Public Service Announcement: Health Edition

photoSo I’ve got this huge bandage on my face now… kinda weird.

This is what happens within a few weeks of your wife finally putting her foot down and saying, “I want you to have that checked out!”

I had a brown spot show up on my cheek several months ago. It came along and I paid it very little attention. Fortunately, I was going to see my family doctor for a regular visit and so it was not a stretch to simply tell him of my additional concern. After having a look he referred me to a dermatologist.

The dermatologist and I decided the best and fastest course of action was to remove it at my first office visit and then work up the pathology and figure out with what we were dealing. That was just over a week and a half ago.

This past Thursday, I received the results. It was melanoma, a potentially deadly form of skin cancer. Thankfully, the type I was diagnosed with, more specifically, was melanoma in situ. That means it was limited to the outermost layer of skin and not invasive. Upon my return to the dermatologist yesterday, the surgeon carefully removed a larger area of skin around the wound, hence the lovely deck-of-cards-sized bandage. Provided she was successful in removing all of it, I could walk away never having it bother me again. I will spend the rest of my life occasionally returning for checks just to make sure I’m clear.
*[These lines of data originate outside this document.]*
//! HubSpot client - contact and deal sync.

use crate::services::{Crm, Deal};
use async_trait::async_trait;
use pilot_common::actions::ContactRef;
use pilot_common::config::api_keys;
use serde_json::Value;
use std::time::Duration;

const HUBSPOT_API: &str = "https://api.hubapi.com";

pub struct HubspotClient {
    api_key: Option<String>,
    client: reqwest::Client,
}

impl HubspotClient {
    pub fn new() -> anyhow::Result<Self> {
        let client = reqwest::Client::builder().timeout(Duration::from_secs(20)).build()?;
        Ok(Self { api_key: api_keys::get(api_keys::CRM), client })
    }

    fn key(&self) -> anyhow::Result<&str> {
        self.api_key.as_deref().ok_or_else(|| anyhow::anyhow!("cle API HubSpot manquante"))
    }
}

#[async_trait]
impl Crm for HubspotClient {
    fn configured(&self) -> bool {
        self.api_key.is_some()
    }

    async fn find_contact_by_email(&self, email: &str) -> anyhow::Result<Option<String>> {
        let key = self.key()?;
        let body = serde_json::json!({
            "filterGroups": [{
                "filters": [{"propertyName": "email", "operator": "EQ", "value": email}]
            }],
            "limit": 1,
        });
        let response = self
            .client
            .post(format!("{}/crm/v3/objects/contacts/search", HUBSPOT_API))
            .bearer_auth(key)
            .json(&body)
            .send()
            .await?;
        if !response.status().is_success() {
            anyhow::bail!("HubSpot search: HTTP {}", response.status());
        }

        let json: Value = response.json().await?;
        Ok(json
            .pointer("/results/0/id")
            .and_then(|v| v.as_str())
            .map(|s| s.to_string()))
    }

    async fn create_contact(&self, contact: &ContactRef, score: Option<f32>) -> anyhow::Result<String> {
        let key = self.key()?;
        let (firstname, lastname) = match contact.nom.as_deref() {
            Some(full) => match full.split_once(' ') {
                Some((first, last)) => (first.to_string(), last.to_string()),
                None => (full.to_string(), String::new()),
            },
            None => (String::new(), String::new()),
        };
        let mut properties = serde_json::json!({
            "email": contact.email,
            "firstname": firstname,
            "lastname": lastname,
            "company": contact.entreprise,
            "jobtitle": contact.titre,
        });
        if let Some(score) = score {
            properties["hs_lead_status"] = serde_json::json!("NEW");
            properties["notes_last_contacted"] = serde_json::json!(format!("Score pilote: {:.1}", score));
        }

        let response = self
            .client
            .post(format!("{}/crm/v3/objects/contacts", HUBSPOT_API))
            .bearer_auth(key)
            .json(&serde_json::json!({ "properties": properties }))
            .send()
            .await?;
        if !response.status().is_success() {
            anyhow::bail!("HubSpot create contact: HTTP {}", response.status());
        }

        let json: Value = response.json().await?;
        json.get("id")
            .and_then(|v| v.as_str())
            .map(|s| s.to_string())
            .ok_or_else(|| anyhow::anyhow!("reponse HubSpot sans id"))
    }

    async fn create_deal(&self, name: &str) -> anyhow::Result<String> {
        let key = self.key()?;
        let response = self
            .client
            .post(format!("{}/crm/v3/objects/deals", HUBSPOT_API))
            .bearer_auth(key)
            .json(&serde_json::json!({
                "properties": { "dealname": name, "dealstage": "appointmentscheduled" }
            }))
            .send()
            .await?;
        if !response.status().is_success() {
            anyhow::bail!("HubSpot create deal: HTTP {}", response.status());
        }

        let json: Value = response.json().await?;
        json.get("id")
            .and_then(|v| v.as_str())
            .map(|s| s.to_string())
            .ok_or_else(|| anyhow::anyhow!("reponse HubSpot sans id"))
    }

    async fn associate_deal(&self, deal_id: &str, contact_id: &str) -> anyhow::Result<()> {
        let key = self.key()?;
        let response = self
            .client
            .put(format!(
                "{}/crm/v4/objects/deals/{}/associations/default/contacts/{}",
                HUBSPOT_API, deal_id, contact_id
            ))
            .bearer_auth(key)
            .send()
            .await?;
        if !response.status().is_success() {
            anyhow::bail!("HubSpot associate: HTTP {}", response.status());
        }
        Ok(())
    }

    async fn list_deals(&self) -> anyhow::Result<Vec<Deal>> {
        let key = self.key()?;
        let response = self
            .client
            .get(format!("{}/crm/v3/objects/deals?limit=100", HUBSPOT_API))
            .bearer_auth(key)
            .send()
            .await?;
        if !response.status().is_success() {
            anyhow::bail!("HubSpot list deals: HTTP {}", response.status());
        }

        let json: Value = response.json().await?;
        let results = json.get("results").and_then(|r| r.as_array()).cloned().unwrap_or_default();
        Ok(results
            .iter()
            .filter_map(|deal| {
                Some(Deal {
                    id: deal.get("id")?.as_str()?.to_string(),
                    name: deal.pointer("/properties/dealname")?.as_str()?.to_string(),
                })
            })
            .collect())
    }
}
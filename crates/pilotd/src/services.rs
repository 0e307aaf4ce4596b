//! Collaborator seams.
//!
//! Every external system the pilot touches is a narrow async trait, injected
//! once at startup through the `Services` registry. The brain and the
//! executor never discover collaborators themselves, so tests can substitute
//! the fakes from `testing.rs` for any of them.

use async_trait::async_trait;
use chrono::{DateTime, Utc};
use pilot_common::actions::ContactRef;
use pilot_common::llm::ReasoningService;
use pilot_common::state::SearchCriteria;
use serde::{Deserialize, Serialize};
use serde_json::Value;
use std::sync::Arc;

// ---------------------------------------------------------------------------
// Lead search
// ---------------------------------------------------------------------------

/// A candidate returned by the search collaborator. The email may be locked
/// behind a metered reveal call.
#[derive(Debug, Clone, Serialize, Deserialize, Default)]
#[serde(default)]
pub struct FoundLead {
    pub id: Option<String>,
    pub nom: Option<String>,
    pub entreprise: String,
    pub titre: Option<String>,
    pub ville: Option<String>,
    pub industrie: Option<String>,
    pub email: Option<String>,
    /// Raw organization payload, kept for the prospect researcher
    pub organization: Option<Value>,
}

#[derive(Debug, Clone, Copy, Serialize, Deserialize, Default)]
pub struct CreditBalance {
    pub used: u64,
    pub limit: u64,
}

impl CreditBalance {
    pub fn remaining(&self) -> u64 {
        self.limit.saturating_sub(self.used)
    }
}

#[async_trait]
pub trait LeadSearch: Send + Sync {
    fn configured(&self) -> bool;

    async fn search(&self, criteria: &SearchCriteria) -> anyhow::Result<Vec<FoundLead>>;

    /// Metered (1 credit per call); returns the revealed email if any.
    async fn reveal(&self, id: &str) -> anyhow::Result<Option<String>>;

    async fn credits(&self) -> anyhow::Result<Option<CreditBalance>>;
}

// ---------------------------------------------------------------------------
// Qualification
// ---------------------------------------------------------------------------

#[derive(Debug, Clone, Serialize, Deserialize, Default)]
pub struct Qualification {
    pub score: f32,
    pub raison: String,
}

#[async_trait]
pub trait LeadQualifier: Send + Sync {
    async fn qualify(&self, lead: &FoundLead) -> anyhow::Result<Qualification>;
}

// ---------------------------------------------------------------------------
// Enrichment
// ---------------------------------------------------------------------------

#[derive(Debug, Clone, Serialize, Deserialize, Default)]
#[serde(default)]
pub struct EnrichmentResult {
    pub success: bool,
    pub email: String,
    pub person: Option<Value>,
    pub organization: Option<Value>,
}

/// AI classification of an enriched contact, joined against sent emails by
/// the pattern miner.
#[derive(Debug, Clone, Serialize, Deserialize, Default)]
#[serde(default)]
pub struct Classification {
    pub job_title: Option<String>,
    pub industry: Option<String>,
    pub persona: Option<String>,
    pub city: Option<String>,
}

#[async_trait]
pub trait Enrichment: Send + Sync {
    fn configured(&self) -> bool;

    async fn enrich_by_email(&self, email: &str) -> anyhow::Result<EnrichmentResult>;

    async fn enrich_batch(&self, contacts: &[ContactRef]) -> anyhow::Result<Vec<EnrichmentResult>>;

    /// Previously stored result for this email, to avoid duplicate calls.
    fn cached(&self, email: &str) -> Option<EnrichmentResult>;

    /// Stored classification for this email, if the contact was classified.
    fn classification_for(&self, email: &str) -> Option<Classification>;

    /// Classify an enrichment result and store the classification.
    async fn classify(&self, result: &EnrichmentResult) -> anyhow::Result<Option<Classification>>;

    async fn credits(&self) -> anyhow::Result<Option<u64>>;
}

// ---------------------------------------------------------------------------
// CRM
// ---------------------------------------------------------------------------

#[derive(Debug, Clone, Serialize, Deserialize)]
pub struct Deal {
    pub id: String,
    pub name: String,
}

#[async_trait]
pub trait Crm: Send + Sync {
    fn configured(&self) -> bool;

    async fn find_contact_by_email(&self, email: &str) -> anyhow::Result<Option<String>>;

    async fn create_contact(&self, contact: &ContactRef, score: Option<f32>) -> anyhow::Result<String>;

    async fn create_deal(&self, name: &str) -> anyhow::Result<String>;

    async fn associate_deal(&self, deal_id: &str, contact_id: &str) -> anyhow::Result<()>;

    async fn list_deals(&self) -> anyhow::Result<Vec<Deal>>;
}

// ---------------------------------------------------------------------------
// Email drafting & sending
// ---------------------------------------------------------------------------

#[derive(Debug, Clone, Serialize, Deserialize, Default)]
pub struct EmailDraft {
    pub subject: String,
    pub body: String,
}

#[async_trait]
pub trait EmailDrafter: Send + Sync {
    fn configured(&self) -> bool;

    async fn draft(&self, contact: &ContactRef, context: &str) -> anyhow::Result<EmailDraft>;
}

#[derive(Debug, Clone, Serialize, Deserialize, Default)]
pub struct SendReceipt {
    pub id: String,
}

#[async_trait]
pub trait EmailSender: Send + Sync {
    fn configured(&self) -> bool;

    async fn send(&self, to: &str, subject: &str, body: &str) -> anyhow::Result<SendReceipt>;
}

// ---------------------------------------------------------------------------
// Mailer store (sibling subsystem)
// ---------------------------------------------------------------------------

#[derive(Debug, Clone, Serialize, Deserialize)]
pub struct SentEmail {
    pub to: String,
    pub subject: String,
    pub sent_at: DateTime<Utc>,
    pub opened: bool,
    #[serde(default)]
    pub open_count: u32,
    #[serde(default)]
    pub campaign: Option<String>,
}

#[derive(Debug, Clone, Serialize, Deserialize)]
pub struct FollowUpStep {
    /// Days after the previous step
    pub day_offset: u32,
    pub note: String,
}

#[derive(Debug, Clone, Serialize, Deserialize)]
pub struct FollowUpSequence {
    pub contact_email: String,
    pub steps: Vec<FollowUpStep>,
    pub created_at: DateTime<Utc>,
}

pub trait MailerStore: Send + Sync {
    fn sent_emails(&self) -> Vec<SentEmail>;

    /// None until anything was sent.
    fn open_rate(&self) -> Option<f32>;

    fn active_campaigns(&self) -> usize;

    fn record_send(&self, email: SentEmail);

    fn has_follow_up(&self, email: &str) -> bool;

    fn create_follow_up(&self, sequence: FollowUpSequence);

    /// Emails whose open count crossed the hot-lead threshold.
    fn hot_leads(&self, min_opens: u32) -> Vec<String>;
}

// ---------------------------------------------------------------------------
// Monitoring (sibling subsystem)
// ---------------------------------------------------------------------------

#[derive(Debug, Clone, Serialize, Deserialize)]
pub struct Article {
    pub title: String,
    #[serde(default)]
    pub company: Option<String>,
    pub relevance: f32,
    #[serde(default)]
    pub published_at: Option<DateTime<Utc>>,
}

#[derive(Debug, Clone, Serialize, Deserialize)]
pub struct Trend {
    pub topic: String,
    pub mentions: u32,
}

#[derive(Debug, Clone, Serialize, Deserialize)]
pub struct MarketSignal {
    pub id: String,
    /// funding, acquisition, expansion, product_launch, leadership_change,
    /// hiring, ...
    pub kind: String,
    pub company: String,
    pub headline: String,
    pub detected_at: DateTime<Utc>,
}

#[derive(Debug, Clone, Copy, PartialEq, Eq, Serialize, Deserialize)]
#[serde(rename_all = "lowercase")]
pub enum WatchKind {
    Industry,
    Company,
}

#[derive(Debug, Clone, Serialize, Deserialize)]
pub struct Watch {
    pub name: String,
    pub kind: WatchKind,
}

pub trait MonitorStore: Send + Sync {
    fn recent_articles(&self, min_relevance: f32, limit: usize) -> Vec<Article>;

    fn articles_about(&self, company: &str, limit: usize) -> Vec<Article>;

    fn trends(&self) -> Vec<Trend>;

    fn market_signals(&self) -> Vec<MarketSignal>;

    fn competitive_digest(&self) -> Option<String>;

    fn watches(&self) -> Vec<Watch>;

    fn create_watch(&self, name: &str, kind: WatchKind);
}

// ---------------------------------------------------------------------------
// Self-improvement (sibling subsystem, optional)
// ---------------------------------------------------------------------------

pub trait SelfImprovement: Send + Sync {
    fn last_analysis(&self) -> Option<String>;

    fn pending_recommendations(&self) -> Vec<String>;
}

// ---------------------------------------------------------------------------
// Notification channel
// ---------------------------------------------------------------------------

/// Best effort by contract: implementations log failures and never return
/// them - a dead webhook must not take a brain cycle down with it.
#[async_trait]
pub trait Notifier: Send + Sync {
    async fn send_message(&self, channel: &str, text: &str);

    /// Message carrying an approve/reject affordance for a queued action.
    async fn send_confirmation(&self, channel: &str, text: &str, action_id: &str);
}

// ---------------------------------------------------------------------------
// Web intel (prospect researcher sources)
// ---------------------------------------------------------------------------

#[derive(Debug, Clone, Serialize, Deserialize)]
pub struct NewsItem {
    pub title: String,
    #[serde(default)]
    pub date: Option<String>,
}

#[async_trait]
pub trait WebFetcher: Send + Sync {
    /// Readable text of a company website's landing page.
    async fn fetch_site(&self, domain: &str) -> anyhow::Result<String>;

    /// Company-name news search, already bounded by the implementation.
    async fn search_news(&self, company: &str) -> anyhow::Result<Vec<NewsItem>>;
}

// ---------------------------------------------------------------------------
// Registry
// ---------------------------------------------------------------------------

/// All collaborator handles, built once in `main` and cloned into whichever
/// component needs a subset.
#[derive(Clone)]
pub struct Services {
    pub reasoning: Arc<dyn ReasoningService>,
    pub leads: Arc<dyn LeadSearch>,
    pub qualifier: Arc<dyn LeadQualifier>,
    pub enrichment: Arc<dyn Enrichment>,
    pub crm: Arc<dyn Crm>,
    pub drafter: Arc<dyn EmailDrafter>,
    pub sender: Arc<dyn EmailSender>,
    pub mailer: Arc<dyn MailerStore>,
    pub monitor: Arc<dyn MonitorStore>,
    pub improvement: Option<Arc<dyn SelfImprovement>>,
    pub notifier: Arc<dyn Notifier>,
    pub web: Arc<dyn WebFetcher>,
}
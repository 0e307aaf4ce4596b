//! Diagnostic checker - a fixed battery of independent health checks.
//!
//! Each check is a pure function over a `DiagnosticContext` gathered up
//! front; checks inspect state, never mutate it, and never call out to the
//! network themselves. After a run the findings are merged into the store's
//! open set: duplicates (by message) are kept once, and open items the run
//! no longer reproduces resolve themselves.

use crate::services::{CreditBalance, Services};
use chrono::{DateTime, Utc};
use pilot_common::config::api_keys;
use pilot_common::state::{
    DiagnosticItem, DiagnosticKind, DiagnosticPriority, Progress, WeeklyGoals,
};
use pilot_common::store::PilotStore;
use pilot_common::LeadStore;
use std::sync::{Arc, Mutex};
use tracing::info;

/// Remaining lead-search credits below which the checker warns.
const LOW_CREDIT_THRESHOLD: u64 = 10;
/// Daily API budget utilization above which the checker warns.
const BUDGET_WARN_UTILIZATION: f64 = 0.90;
/// Days without a single found lead before the pipeline counts as stale.
const STALE_LEAD_DAYS: i64 = 3;
/// Open-rate floor, applied once at least this many emails went out.
const LOW_OPEN_RATE: f32 = 0.15;
const LOW_OPEN_RATE_MIN_SENDS: usize = 10;

/// Everything the checks look at, gathered once per run.
#[derive(Debug, Clone, Default)]
pub struct DiagnosticContext {
    pub email_domain_configured: bool,
    pub reasoning_key: bool,
    pub lead_search_key: bool,
    pub crm_key: bool,
    pub email_key: bool,
    pub enrichment_key: bool,
    pub credits: Option<CreditBalance>,
    pub api_calls_today: u64,
    pub daily_api_budget: u64,
    pub last_lead_found_at: Option<DateTime<Utc>>,
    pub open_rate: Option<f32>,
    pub emails_sent_total: usize,
    pub progress: Progress,
    pub goals: WeeklyGoals,
    pub business_context_defined: bool,
    pub now: DateTime<Utc>,
}

fn owner(priority: DiagnosticPriority, category: &str, message: String, suggestion: &str) -> DiagnosticItem {
    DiagnosticItem::new(
        DiagnosticKind::OwnerAction,
        priority,
        category,
        message,
        Some(suggestion.to_string()),
    )
}

fn fixable(priority: DiagnosticPriority, category: &str, message: String, suggestion: &str) -> DiagnosticItem {
    DiagnosticItem::new(
        DiagnosticKind::BotFixable,
        priority,
        category,
        message,
        Some(suggestion.to_string()),
    )
}

pub fn check_sending_domain(ctx: &DiagnosticContext) -> Option<DiagnosticItem> {
    if ctx.email_domain_configured {
        return None;
    }
    Some(owner(
        DiagnosticPriority::Critical,
        "email",
        "Domaine d'envoi non configure".to_string(),
        "Verifier le domaine sur Resend et renseigner RESEND_DOMAIN",
    ))
}

pub fn check_search_credits(ctx: &DiagnosticContext) -> Option<DiagnosticItem> {
    let credits = ctx.credits?;
    let remaining = credits.remaining();
    if remaining == 0 {
        return Some(owner(
            DiagnosticPriority::Critical,
            "credits",
            format!("Credits Apollo epuises ({}/{})", credits.used, credits.limit),
            "Recharger les credits ou attendre le renouvellement",
        ));
    }
    if remaining < LOW_CREDIT_THRESHOLD {
        return Some(owner(
            DiagnosticPriority::Warning,
            "credits",
            format!("Credits Apollo presque epuises: {} restants", remaining),
            "Prevoir une recharge avant la prochaine recherche",
        ));
    }
    None
}

pub fn check_api_budget(ctx: &DiagnosticContext) -> Option<DiagnosticItem> {
    if ctx.daily_api_budget == 0 {
        return None;
    }
    let utilization = ctx.api_calls_today as f64 / ctx.daily_api_budget as f64;
    if utilization < BUDGET_WARN_UTILIZATION {
        return None;
    }
    Some(fixable(
        DiagnosticPriority::Warning,
        "budget",
        format!(
            "Budget API quotidien utilise a {}% ({}/{})",
            (utilization * 100.0).round() as u64,
            ctx.api_calls_today,
            ctx.daily_api_budget
        ),
        "Les cycles restants du jour seront reduits",
    ))
}

/// One item per missing key: the reasoning key is critical, collaborator
/// keys degrade single skills.
pub fn check_api_keys(ctx: &DiagnosticContext) -> Vec<DiagnosticItem> {
    let mut items = Vec::new();
    if !ctx.reasoning_key {
        items.push(owner(
            DiagnosticPriority::Critical,
            "config",
            format!("Cle API manquante: {}", api_keys::REASONING),
            "Sans cle de raisonnement, seuls les plans de secours tournent",
        ));
    }
    let optional = [
        (ctx.lead_search_key, api_keys::LEAD_SEARCH, "recherche de leads"),
        (ctx.crm_key, api_keys::CRM, "synchronisation CRM"),
        (ctx.email_key, api_keys::EMAIL, "envoi d'emails"),
        (ctx.enrichment_key, api_keys::ENRICHMENT, "enrichissement"),
    ];
    for (present, key, skill) in optional {
        if !present {
            items.push(owner(
                DiagnosticPriority::Warning,
                "config",
                format!("Cle API manquante: {} ({} desactivee)", key, skill),
                "Renseigner la cle pour reactiver cette competence",
            ));
        }
    }
    items
}

pub fn check_stale_leads(ctx: &DiagnosticContext) -> Option<DiagnosticItem> {
    let last = ctx.last_lead_found_at?;
    let days = (ctx.now - last).num_days();
    if days < STALE_LEAD_DAYS {
        return None;
    }
    Some(fixable(
        DiagnosticPriority::Warning,
        "prospection",
        format!("Aucun lead trouve depuis {} jours", days),
        "Elargir les criteres de recherche ou verifier les credits",
    ))
}

pub fn check_open_rate(ctx: &DiagnosticContext) -> Option<DiagnosticItem> {
    let rate = ctx.open_rate?;
    if ctx.emails_sent_total < LOW_OPEN_RATE_MIN_SENDS || rate >= LOW_OPEN_RATE {
        return None;
    }
    Some(fixable(
        DiagnosticPriority::Warning,
        "emails",
        format!(
            "Taux d'ouverture faible: {}% sur {} envois",
            (rate * 100.0).round() as u32,
            ctx.emails_sent_total
        ),
        "Revoir les objets d'email et les horaires d'envoi",
    ))
}

/// With two days or less left in the week, a goal not yet half reached is
/// treated as unreachable.
pub fn check_weekly_goal(ctx: &DiagnosticContext) -> Option<DiagnosticItem> {
    let days_in = ctx.progress.days_into_week(ctx.now);
    let days_left = (7 - days_in).max(0);
    if days_left > 2 {
        return None;
    }
    let leads_behind = ctx.progress.leads_found_this_week * 2 < ctx.goals.leads_to_find;
    let emails_behind = ctx.progress.emails_sent_this_week * 2 < ctx.goals.emails_to_send;
    if !leads_behind && !emails_behind {
        return None;
    }
    Some(fixable(
        DiagnosticPriority::Info,
        "objectifs",
        format!(
            "Objectif hebdo hors de portee a {} jour(s) de la fin ({}/{} leads, {}/{} emails)",
            days_left,
            ctx.progress.leads_found_this_week,
            ctx.goals.leads_to_find,
            ctx.progress.emails_sent_this_week,
            ctx.goals.emails_to_send
        ),
        "Ajuster l'objectif ou intensifier la prospection la semaine prochaine",
    ))
}

pub fn check_business_context(ctx: &DiagnosticContext) -> Option<DiagnosticItem> {
    if ctx.business_context_defined {
        return None;
    }
    Some(owner(
        DiagnosticPriority::Critical,
        "config",
        "Contexte business non defini".to_string(),
        "Decrire l'activite via pilotctl chat avant d'activer le pilote",
    ))
}

/// Run every check over a prepared context.
pub fn run_checks(ctx: &DiagnosticContext) -> Vec<DiagnosticItem> {
    let mut items = Vec::new();
    items.extend(check_sending_domain(ctx));
    items.extend(check_search_credits(ctx));
    items.extend(check_api_budget(ctx));
    items.extend(check_api_keys(ctx));
    items.extend(check_stale_leads(ctx));
    items.extend(check_open_rate(ctx));
    items.extend(check_weekly_goal(ctx));
    items.extend(check_business_context(ctx));
    items
}

/// Gathers context from the stores and collaborators, runs the battery and
/// persists the merged open set.
pub struct DiagnosticChecker {
    store: Arc<Mutex<PilotStore>>,
    leads: Arc<Mutex<LeadStore>>,
    services: Services,
    daily_api_budget: u64,
}

impl DiagnosticChecker {
    pub fn new(
        store: Arc<Mutex<PilotStore>>,
        leads: Arc<Mutex<LeadStore>>,
        services: Services,
        daily_api_budget: u64,
    ) -> Self {
        Self { store, leads, services, daily_api_budget }
    }

    async fn gather_context(&self) -> DiagnosticContext {
        // Credit lookup goes through the collaborator, everything else is
        // local state. A failed lookup just means no credit check this run.
        let credits = self.services.leads.credits().await.ok().flatten();

        let (progress, goals, api_calls_today, business_context_defined) = {
            let store = self.store.lock().unwrap();
            let state = store.state();
            (
                state.progress.clone(),
                state.goals.weekly.clone(),
                state.stats.api_calls_today,
                state.config.business_context.is_some(),
            )
        };

        let last_lead_found_at = self.leads.lock().unwrap().last_found_at();
        let sent = self.services.mailer.sent_emails();

        DiagnosticContext {
            email_domain_configured: api_keys::get(api_keys::EMAIL_DOMAIN).is_some(),
            reasoning_key: api_keys::get(api_keys::REASONING).is_some(),
            lead_search_key: api_keys::get(api_keys::LEAD_SEARCH).is_some(),
            crm_key: api_keys::get(api_keys::CRM).is_some(),
            email_key: api_keys::get(api_keys::EMAIL).is_some(),
            enrichment_key: api_keys::get(api_keys::ENRICHMENT).is_some(),
            credits,
            api_calls_today,
            daily_api_budget: self.daily_api_budget,
            last_lead_found_at,
            open_rate: self.services.mailer.open_rate(),
            emails_sent_total: sent.len(),
            progress,
            goals,
            business_context_defined,
            now: Utc::now(),
        }
    }

    /// Full run: gather, check, merge, persist. Returns the open items.
    pub async fn run_full(&self) -> Vec<DiagnosticItem> {
        let ctx = self.gather_context().await;
        let found = run_checks(&ctx);
        info!("Diagnostic run: {} finding(s)", found.len());

        let mut store = self.store.lock().unwrap();
        store.merge_diagnostics(found);
        store.state().open_diagnostics().into_iter().cloned().collect()
    }
}

#[cfg(test)]
mod tests {
    use super::*;

    fn healthy_context() -> DiagnosticContext {
        DiagnosticContext {
            email_domain_configured: true,
            reasoning_key: true,
            lead_search_key: true,
            crm_key: true,
            email_key: true,
            enrichment_key: true,
            credits: Some(CreditBalance { used: 10, limit: 100 }),
            api_calls_today: 50,
            daily_api_budget: 500,
            last_lead_found_at: Some(Utc::now()),
            open_rate: Some(0.35),
            emails_sent_total: 40,
            progress: Progress {
                week_start: Some(Utc::now()),
                leads_found_this_week: 10,
                emails_sent_this_week: 8,
                ..Default::default()
            },
            goals: WeeklyGoals::default(),
            business_context_defined: true,
            now: Utc::now(),
        }
    }

    #[test]
    fn test_healthy_context_is_clean() {
        assert!(run_checks(&healthy_context()).is_empty());
    }

    #[test]
    fn test_credit_thresholds() {
        let mut ctx = healthy_context();

        ctx.credits = Some(CreditBalance { used: 100, limit: 100 });
        let item = check_search_credits(&ctx).unwrap();
        assert_eq!(item.priority, DiagnosticPriority::Critical);
        assert!(item.message.contains("epuises"));

        ctx.credits = Some(CreditBalance { used: 95, limit: 100 });
        let item = check_search_credits(&ctx).unwrap();
        assert_eq!(item.priority, DiagnosticPriority::Warning);

        ctx.credits = Some(CreditBalance { used: 10, limit: 100 });
        assert!(check_search_credits(&ctx).is_none());
    }

    #[test]
    fn test_budget_utilization() {
        let mut ctx = healthy_context();
        ctx.api_calls_today = 449;
        assert!(check_api_budget(&ctx).is_none());

        ctx.api_calls_today = 450;
        let item = check_api_budget(&ctx).unwrap();
        assert!(item.message.contains("90%"));
    }

    #[test]
    fn test_missing_keys_produce_one_item_each() {
        let mut ctx = healthy_context();
        ctx.reasoning_key = false;
        ctx.crm_key = false;

        let items = check_api_keys(&ctx);
        assert_eq!(items.len(), 2);
        assert_eq!(items[0].priority, DiagnosticPriority::Critical);
        assert_eq!(items[1].priority, DiagnosticPriority::Warning);
    }

    #[test]
    fn test_stale_leads() {
        let mut ctx = healthy_context();
        ctx.last_lead_found_at = Some(Utc::now() - chrono::Duration::days(4));
        let item = check_stale_leads(&ctx).unwrap();
        assert!(item.message.contains("4 jours"));

        ctx.last_lead_found_at = Some(Utc::now() - chrono::Duration::days(1));
        assert!(check_stale_leads(&ctx).is_none());

        // Empty lead store: nothing to report yet
        ctx.last_lead_found_at = None;
        assert!(check_stale_leads(&ctx).is_none());
    }

    #[test]
    fn test_open_rate_needs_enough_sends() {
        let mut ctx = healthy_context();
        ctx.open_rate = Some(0.05);
        ctx.emails_sent_total = 5;
        assert!(check_open_rate(&ctx).is_none());

        ctx.emails_sent_total = 12;
        let item = check_open_rate(&ctx).unwrap();
        assert!(item.message.contains("12 envois"));
    }

    #[test]
    fn test_weekly_goal_only_fires_late_in_week() {
        let mut ctx = healthy_context();
        ctx.progress.leads_found_this_week = 2;
        ctx.progress.emails_sent_this_week = 1;

        // Early week: quiet
        ctx.progress.week_start = Some(ctx.now - chrono::Duration::days(1));
        assert!(check_weekly_goal(&ctx).is_none());

        // Two days left and below half: fires
        ctx.progress.week_start = Some(ctx.now - chrono::Duration::days(5));
        assert!(check_weekly_goal(&ctx).is_some());

        // On track: quiet even late
        ctx.progress.leads_found_this_week = 18;
        ctx.progress.emails_sent_this_week = 14;
        assert!(check_weekly_goal(&ctx).is_none());
    }

    #[test]
    fn test_business_context_check() {
        let mut ctx = healthy_context();
        ctx.business_context_defined = false;
        let item = check_business_context(&ctx).unwrap();
        assert_eq!(item.priority, DiagnosticPriority::Critical);
    }
}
I’m very blessed to have a wife who was persistent in her pleas for me to have it checked before it could turn into something much, much worse. If my putting this out for public consumption could help one person catch something early, well, that would be great.

PLEASE, take a few minutes to make sure you don’t have any strange, irregular, discolored spots on your body. Here’s a link to the WebMD.com information related to melanoma. Check your loved ones!

Grace and Peace.

5 thoughts on “Public Service Announcement: Health Edition

  1. Tiger, I am so thankful you had it check and removed. There is a concern about how deep the cancer was to begin with. My brother had a similar situation. It was on his arm. After having it removed with a deep cut as yours to get all of the cancer he saw the dermatologist for five years being told he was cancer free. The 5 year mark is the goal. Unfortunately, a year later her discovered a knot in his arm pit. Same arm. The cancer had metastasized, through the blood stream, to his lymph nodes. He had them removed and after throughly weighing his options concerning his treatment he decided to participate in a trial program at the National Cancer Institute. The top oncologist treating melanoma in the US heads this program. I am thankful to God to be able to say that he completed the program and doing well. He still has scans yearly. Your’s might not be as serious and I’ll definitely keep you in my prayers. I did want to share this info with you should you ever need it or meet someone that might benefit from it. NCI has been a God send answer to our prayers.

  2. Tiger, Glad to hear that you had it removed. “In situ” melamona is considered “cured” with fullthickness excision and negative surgical margins. My recommendations to my patients include six to twelve month followup visits with dermatologist or surgeon, sun avoidance measures including wide brim hats and sunblocks including titanium dioxide or zinc oxide.